The level of aldehydes in EC vapour has reduced over time and is 200 times lower than for the Marlboro cigarette. Formaldehyde concentrations for most brands were below the level at which mild sensory irritation in humans occurs (≥ 1 ppm) and at which respiratory tract cancer risks are considered very low.11 The level of non-nicotine alkaloids is also low, making up 0.49% of the nicotine content of the liquid in the refills or bottles. This is similar to the findings of Etter et al in 2013.12
The levels of propylene glycol and glycerol vapour are of no great concern. Propylene glycol has been tested long-term in rats, primates and children with no marked adverse effect;3 glycerol is non-toxic. Importantly, no DEG was detected in any of the brands.
Diacetyl may be toxic but was not tested for. Metals were found to be under the limit found acceptable for use12 but were not tested for. We did not test for particulates as these have been found not to include the carcinogenic particulates found in diesel, cigarette or coal exhaust.13
ECs are being used by many New Zealanders.

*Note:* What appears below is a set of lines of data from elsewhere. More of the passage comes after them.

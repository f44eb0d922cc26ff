use assert_cmd::{Command, cargo::cargo_bin_cmd};
use std::fs;
use std::path::Path;

/// A `hashcheck` command isolated from the caller's logging and config
/// environment.
pub fn hashcheck_cmd() -> Command {
    let mut cmd = cargo_bin_cmd!("hashcheck");
    cmd.env_remove("RUST_LOG").env_remove("HASHCHECK_CONFIG");
    cmd
}

// Each integration test file is compiled as its own crate, and not all of
// them create trees through the binary.
#[allow(dead_code)]
pub fn create(dir: &Path) {
    hashcheck_cmd().arg("create").arg(dir).assert().success();
}

#[allow(dead_code)]
pub fn run_ok(dir: &Path, mode: &str) {
    hashcheck_cmd().arg(mode).arg(dir).assert().success();
}

#[allow(dead_code)]
pub fn manifest_text(dir: &Path) -> String {
    fs::read_to_string(dir.join(".hashcheck")).expect("manifest should be readable")
}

A recent NZ Health Promotion Authority survey showed that 23% to 39% of respondents had used ECs (with the highest level among those who had quit or tried to quit recently), and 8–16% had used them in the past 2 weeks.14 These data and NZ research.1,4,13 suggest that ECs have potential to encourage smokers to switch from smoking cigarettes to using ECs, which the current study indicates are likely to be far safer.